● Assignment:
Work out how many lines below contain the word "FinishReport". Only the number is wanted.

● Data records:
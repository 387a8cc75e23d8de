use super::ArenaServer;
use crate::auth::Identity;
use crate::matchmaking::{FinishReport, SessionEvent, SessionHandle};
use crate::protocol::{ConnectionId, DropReason, MatchId, ServerMessage};
use tokio::sync::oneshot;

impl ArenaServer {
    /// The session a racer event targets: the explicit match id, else the
    /// match this connection is bound to. Only roster members resolve.
    fn racer_session(
        &self,
        connection_id: &ConnectionId,
        match_id: Option<MatchId>,
    ) -> Option<(Identity, SessionHandle)> {
        let identity = self.connection_manager.identity(connection_id)?;
        let match_id = match_id.or_else(|| self.registry.bound_match(connection_id))?;
        let Some(handle) = self.registry.session(&match_id) else {
            self.metrics.increment_ignored_events();
            return None;
        };
        if !handle.has_racer(&identity.user_id) {
            self.metrics.increment_ignored_events();
            tracing::debug!(%connection_id, %match_id, "Event for a match the user is not racing in");
            return None;
        }
        Some((identity, handle))
    }

    async fn forward(&self, handle: &SessionHandle, event: SessionEvent) -> bool {
        let delivered = handle.send(event).await;
        if !delivered {
            self.metrics.increment_ignored_events();
            tracing::debug!(match_id = %handle.match_id, "Session already gone, event dropped");
        }
        delivered
    }

    pub async fn handle_progress(
        &self,
        connection_id: &ConnectionId,
        match_id: Option<MatchId>,
        progress: f64,
        wpm: f64,
        accuracy: f64,
    ) {
        let Some((identity, handle)) = self.racer_session(connection_id, match_id) else {
            return;
        };
        self.forward(
            &handle,
            SessionEvent::Progress {
                user_id: identity.user_id,
                progress,
                wpm,
                accuracy,
            },
        )
        .await;
    }

    pub async fn handle_finish(
        &self,
        connection_id: &ConnectionId,
        match_id: Option<MatchId>,
        wpm: f64,
        accuracy: f64,
        error_count: f64,
        time_taken: Option<f64>,
    ) {
        let Some((identity, handle)) = self.racer_session(connection_id, match_id) else {
            return;
        };
        self.forward(
            &handle,
            SessionEvent::Finish {
                user_id: identity.user_id,
                report: FinishReport {
                    wpm,
                    accuracy,
                    error_count,
                    time_taken,
                },
            },
        )
        .await;
    }

    /// Forfeit the match. While the match is still open the connection also
    /// leaves the room and is told `leftMatch`.
    pub async fn handle_leave_match(&self, connection_id: &ConnectionId, match_id: Option<MatchId>) {
        let Some((identity, handle)) = self.racer_session(connection_id, match_id) else {
            return;
        };

        let (ack_tx, ack_rx) = oneshot::channel();
        let event = SessionEvent::Drop {
            user_id: identity.user_id,
            reason: DropReason::LeftMatch,
            ack: Some(ack_tx),
        };
        if !self.forward(&handle, event).await {
            return;
        }
        if !ack_rx.await.unwrap_or(false) {
            return;
        }

        if let Err(err) = self
            .message_coordinator
            .leave_room(&handle.room_id, connection_id)
            .await
        {
            tracing::warn!(%connection_id, match_id = %handle.match_id, error = %err, "Failed to leave match room");
        }
        self.registry
            .unbind_connection_from(connection_id, &handle.match_id);
        tracing::info!(
            %connection_id,
            user_id = %identity.user_id,
            match_id = %handle.match_id,
            "Player left match"
        );
        self.send_to_connection(
            connection_id,
            ServerMessage::LeftMatch {
                match_id: handle.match_id,
            },
        )
        .await;
    }

    /// Transport went away: drop queue entries for the connection and its
    /// user, and forfeit the bound match if it is still running.
    pub(crate) async fn handle_disconnect(&self, connection_id: &ConnectionId) {
        let Some(identity) = self.connection_manager.identity(connection_id) else {
            return;
        };

        let removed = {
            let mut queues = self.registry.queues().await;
            queues.leave(connection_id) + queues.leave_user(&identity.user_id)
        };
        if removed > 0 {
            self.metrics.increment_queue_leaves();
        }

        let Some(match_id) = self.registry.unbind_connection(connection_id) else {
            return;
        };
        let Some(handle) = self.registry.session(&match_id) else {
            return;
        };
        if !handle.has_racer(&identity.user_id) {
            return;
        }
        tracing::info!(%connection_id, user_id = %identity.user_id, %match_id, "Racer disconnected");
        self.forward(
            &handle,
            SessionEvent::Drop {
                user_id: identity.user_id,
                reason: DropReason::Disconnect,
                ack: None,
            },
        )
        .await;
    }
}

● Your solution:
2